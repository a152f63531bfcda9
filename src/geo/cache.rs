//! In-memory cache in front of a geolocation lookup.
//!
//! Traceroutes toward nearby destinations keep crossing the same routers, and
//! the free geolocation tier has a small daily quota. Successful records are
//! reused for `ttl`; failures are never cached so the next hop tries again.

use async_trait::async_trait;
use std::collections::HashMap;
use std::net::IpAddr;
use std::time::{Duration, Instant};
use tokio::sync::RwLock;

use super::lookup::GeoLookup;
use super::types::{GeoFailure, GeoRecord};

/// Default cache TTL (1 hour)
pub const DEFAULT_CACHE_TTL: Duration = Duration::from_secs(60 * 60);

/// Wraps a [`GeoLookup`] and serves repeated IPs from memory.
pub struct CachingGeoLookup<L> {
    inner: L,
    ttl: Duration,
    entries: RwLock<HashMap<IpAddr, (Instant, GeoRecord)>>,
}

impl<L: GeoLookup> CachingGeoLookup<L> {
    pub fn new(inner: L) -> Self {
        Self::with_ttl(inner, DEFAULT_CACHE_TTL)
    }

    pub fn with_ttl(inner: L, ttl: Duration) -> Self {
        Self {
            inner,
            ttl,
            entries: RwLock::new(HashMap::new()),
        }
    }

    /// Number of cached records. Expired records are dropped on the next
    /// lookup that reaches the inner adapter.
    pub async fn len(&self) -> usize {
        self.entries.read().await.len()
    }

    pub async fn is_empty(&self) -> bool {
        self.entries.read().await.is_empty()
    }
}

#[async_trait]
impl<L: GeoLookup> GeoLookup for CachingGeoLookup<L> {
    async fn lookup(&self, ip: IpAddr) -> Result<GeoRecord, GeoFailure> {
        if let Some((cached_at, record)) = self.entries.read().await.get(&ip) {
            if cached_at.elapsed() <= self.ttl {
                log::trace!("Geo cache hit for {}", ip);
                return Ok(record.clone());
            }
        }

        let result = self.inner.lookup(ip).await;

        let mut entries = self.entries.write().await;
        let before = entries.len();
        entries.retain(|_, (cached_at, _)| cached_at.elapsed() <= self.ttl);
        if entries.len() < before {
            log::trace!("Geo cache evicted {} expired record(s)", before - entries.len());
        }
        if let Ok(record) = &result {
            entries.insert(ip, (Instant::now(), record.clone()));
        }
        result
    }
}

#[cfg(test)]
mod tests {
    use super::*;
    use std::sync::atomic::{AtomicUsize, Ordering};
    use std::sync::Arc;

    struct CountingLookup {
        calls: Arc<AtomicUsize>,
        fail: bool,
    }

    #[async_trait]
    impl GeoLookup for CountingLookup {
        async fn lookup(&self, ip: IpAddr) -> Result<GeoRecord, GeoFailure> {
            self.calls.fetch_add(1, Ordering::SeqCst);
            if self.fail {
                return Err(GeoFailure::Unreachable);
            }
            Ok(GeoRecord {
                city: "Berlin".to_string(),
                country: "DE".to_string(),
                state: "BE".to_string(),
                ip: ip.to_string(),
                latitude: 52.52,
                longitude: 13.405,
            })
        }
    }

    #[tokio::test]
    async fn test_repeated_ip_is_served_from_cache() {
        let calls = Arc::new(AtomicUsize::new(0));
        let cache = CachingGeoLookup::new(CountingLookup {
            calls: Arc::clone(&calls),
            fail: false,
        });
        let ip: IpAddr = "192.0.2.1".parse().unwrap();

        let first = cache.lookup(ip).await.unwrap();
        let second = cache.lookup(ip).await.unwrap();

        assert_eq!(first, second);
        assert_eq!(calls.load(Ordering::SeqCst), 1);
        assert_eq!(cache.len().await, 1);
    }

    #[tokio::test]
    async fn test_failures_are_not_cached() {
        let calls = Arc::new(AtomicUsize::new(0));
        let cache = CachingGeoLookup::new(CountingLookup {
            calls: Arc::clone(&calls),
            fail: true,
        });
        let ip: IpAddr = "192.0.2.1".parse().unwrap();

        assert_eq!(cache.lookup(ip).await, Err(GeoFailure::Unreachable));
        assert_eq!(cache.lookup(ip).await, Err(GeoFailure::Unreachable));
        assert_eq!(calls.load(Ordering::SeqCst), 2);
        assert!(cache.is_empty().await);
    }

    #[tokio::test]
    async fn test_expired_entry_is_refreshed() {
        let calls = Arc::new(AtomicUsize::new(0));
        let cache = CachingGeoLookup::with_ttl(
            CountingLookup {
                calls: Arc::clone(&calls),
                fail: false,
            },
            Duration::ZERO,
        );
        let ip: IpAddr = "192.0.2.7".parse().unwrap();

        cache.lookup(ip).await.unwrap();
        std::thread::sleep(Duration::from_millis(2));
        cache.lookup(ip).await.unwrap();
        assert_eq!(calls.load(Ordering::SeqCst), 2);
        assert_eq!(cache.len().await, 1);
    }

    #[tokio::test]
    async fn test_expired_records_are_evicted() {
        let calls = Arc::new(AtomicUsize::new(0));
        let cache = CachingGeoLookup::with_ttl(
            CountingLookup {
                calls: Arc::clone(&calls),
                fail: false,
            },
            Duration::ZERO,
        );

        cache.lookup("192.0.2.1".parse().unwrap()).await.unwrap();
        std::thread::sleep(Duration::from_millis(2));
        cache.lookup("192.0.2.2".parse().unwrap()).await.unwrap();

        assert_eq!(calls.load(Ordering::SeqCst), 2);
        assert_eq!(cache.len().await, 1);
    }

    #[tokio::test]
    async fn test_failed_refresh_drops_expired_record() {
        let calls = Arc::new(AtomicUsize::new(0));
        let cache = CachingGeoLookup::with_ttl(
            CountingLookup {
                calls: Arc::clone(&calls),
                fail: false,
            },
            Duration::ZERO,
        );
        let ip: IpAddr = "192.0.2.9".parse().unwrap();
        cache.lookup(ip).await.unwrap();
        std::thread::sleep(Duration::from_millis(2));

        let failing = CachingGeoLookup {
            inner: CountingLookup {
                calls: Arc::clone(&calls),
                fail: true,
            },
            ttl: Duration::ZERO,
            entries: RwLock::new(std::mem::take(&mut *cache.entries.write().await)),
        };
        assert_eq!(failing.lookup(ip).await, Err(GeoFailure::Unreachable));
        assert!(failing.is_empty().await);
    }
}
━━━━━━━━━━━━━━━━━━━━
What needs to be done: A word-for-word transcription of the listing above is what the answer should contain.

Written answer:
repository a152f63531bfcda9
filename src/geo/cache.rs
//! In-memory cache in front of a geolocation lookup.
//!
//! Traceroutes toward nearby destinations keep crossing the same routers, and
//! the free geolocation tier has a small daily quota. Successful records are
//! reused for `ttl`; failures are never cached so the next hop tries again.

use async_trait::async_trait;
use std::collections::HashMap;
use std::net::IpAddr;
use std::time::{Duration, Instant};
use tokio::sync::RwLock;

use super::lookup::GeoLookup;
use super::types::{GeoFailure, GeoRecord};

/// Default cache TTL (1 hour)
pub const DEFAULT_CACHE_TTL: Duration = Duration::from_secs(60 * 60);

/// Wraps a [`GeoLookup`] and serves repeated IPs from memory.
pub struct CachingGeoLookup<L> {
    inner: L,
    ttl: Duration,
    entries: RwLock<HashMap<IpAddr, (Instant, GeoRecord)>>,
}

impl<L: GeoLookup> CachingGeoLookup<L> {
    pub fn new(inner: L) -> Self {
        Self::with_ttl(inner, DEFAULT_CACHE_TTL)
    }

    pub fn with_ttl(inner: L, ttl: Duration) -> Self {
        Self {
            inner,
            ttl,
            entries: RwLock::new(HashMap::new()),
        }
    }

    /// Number of cached records. Expired records are dropped on the next
    /// lookup that reaches the inner adapter.
    pub async fn len(&self) -> usize {
        self.entries.read().await.len()
    }

    pub async fn is_empty(&self) -> bool {
        self.entries.read().await.is_empty()
    }
}

#[async_trait]
impl<L: GeoLookup> GeoLookup for CachingGeoLookup<L> {
    async fn lookup(&self, ip: IpAddr) -> Result<GeoRecord, GeoFailure> {
        if let Some((cached_at, record)) = self.entries.read().await.get(&ip) {
            if cached_at.elapsed() <= self.ttl {
                log::trace!("Geo cache hit for {}", ip);
                return Ok(record.clone());
            }
        }

        let result = self.inner.lookup(ip).await;

        let mut entries = self.entries.write().await;
        let before = entries.len();
        entries.retain(|_, (cached_at, _)| cached_at.elapsed() <= self.ttl);
        if entries.len() < before {
            log::trace!("Geo cache evicted {} expired record(s)", before - entries.len());
        }
        if let Ok(record) = &result {
            entries.insert(ip, (Instant::now(), record.clone()));
        }
        result
    }
}

#[cfg(test)]
mod tests {
    use super::*;
    use std::sync::atomic::{AtomicUsize, Ordering};
    use std::sync::Arc;

    struct CountingLookup {
        calls: Arc<AtomicUsize>,
        fail: bool,
    }

    #[async_trait]
    impl GeoLookup for CountingLookup {
        async fn lookup(&self, ip: IpAddr) -> Result<GeoRecord, GeoFailure> {
            self.calls.fetch_add(1, Ordering::SeqCst);
            if self.fail {
                return Err(GeoFailure::Unreachable);
            }
            Ok(GeoRecord {
                city: "Berlin".to_string(),
                country: "DE".to_string(),
                state: "BE".to_string(),
                ip: ip.to_string(),
                latitude: 52.52,
                longitude: 13.405,
            })
        }
    }

    #[tokio::test]
    async fn test_repeated_ip_is_served_from_cache() {
        let calls = Arc::new(AtomicUsize::new(0));
        let cache = CachingGeoLookup::new(CountingLookup {
            calls: Arc::clone(&calls),
            fail: false,
        });
        let ip: IpAddr = "192.0.2.1".parse().unwrap();

        let first = cache.lookup(ip).await.unwrap();
        let second = cache.lookup(ip).await.unwrap();

        assert_eq!(first, second);
        assert_eq!(calls.load(Ordering::SeqCst), 1);
        assert_eq!(cache.len().await, 1);
    }

    #[tokio::test]
    async fn test_failures_are_not_cached() {
        let calls = Arc::new(AtomicUsize::new(0));
        let cache = CachingGeoLookup::new(CountingLookup {
            calls: Arc::clone(&calls),
            fail: true,
        });
        let ip: IpAddr = "192.0.2.1".parse().unwrap();

        assert_eq!(cache.lookup(ip).await, Err(GeoFailure::Unreachable));
        assert_eq!(cache.lookup(ip).await, Err(GeoFailure::Unreachable));
        assert_eq!(calls.load(Ordering::SeqCst), 2);
        assert!(cache.is_empty().await);
    }

    #[tokio::test]
    async fn test_expired_entry_is_refreshed() {
        let calls = Arc::new(AtomicUsize::new(0));
        let cache = CachingGeoLookup::with_ttl(
            CountingLookup {
                calls: Arc::clone(&calls),
                fail: false,
            },
            Duration::ZERO,
        );
        let ip: IpAddr = "192.0.2.7".parse().unwrap();

        cache.lookup(ip).await.unwrap();
        std::thread::sleep(Duration::from_millis(2));
        cache.lookup(ip).await.unwrap();
        assert_eq!(calls.load(Ordering::SeqCst), 2);
        assert_eq!(cache.len().await, 1);
    }

    #[tokio::test]
    async fn test_expired_records_are_evicted() {
        let calls = Arc::new(AtomicUsize::new(0));
        let cache = CachingGeoLookup::with_ttl(
            CountingLookup {
                calls: Arc::clone(&calls),
                fail: false,
            },
            Duration::ZERO,
        );

        cache.lookup("192.0.2.1".parse().unwrap()).await.unwrap();
        std::thread::sleep(Duration::from_millis(2));
        cache.lookup("192.0.2.2".parse().unwrap()).await.unwrap();

        assert_eq!(calls.load(Ordering::SeqCst), 2);
        assert_eq!(cache.len().await, 1);
    }

    #[tokio::test]
    async fn test_failed_refresh_drops_expired_record() {
        let calls = Arc::new(AtomicUsize::new(0));
        let cache = CachingGeoLookup::with_ttl(
            CountingLookup {
                calls: Arc::clone(&calls),
                fail: false,
            },
            Duration::ZERO,
        );
        let ip: IpAddr = "192.0.2.9".parse().unwrap();
        cache.lookup(ip).await.unwrap();
        std::thread::sleep(Duration::from_millis(2));

        let failing = CachingGeoLookup {
            inner: CountingLookup {
                calls: Arc::clone(&calls),
                fail: true,
            },
            ttl: Duration::ZERO,
            entries: RwLock::new(std::mem::take(&mut *cache.entries.write().await)),
        };
        assert_eq!(failing.lookup(ip).await, Err(GeoFailure::Unreachable));
        assert!(failing.is_empty().await);
    }
}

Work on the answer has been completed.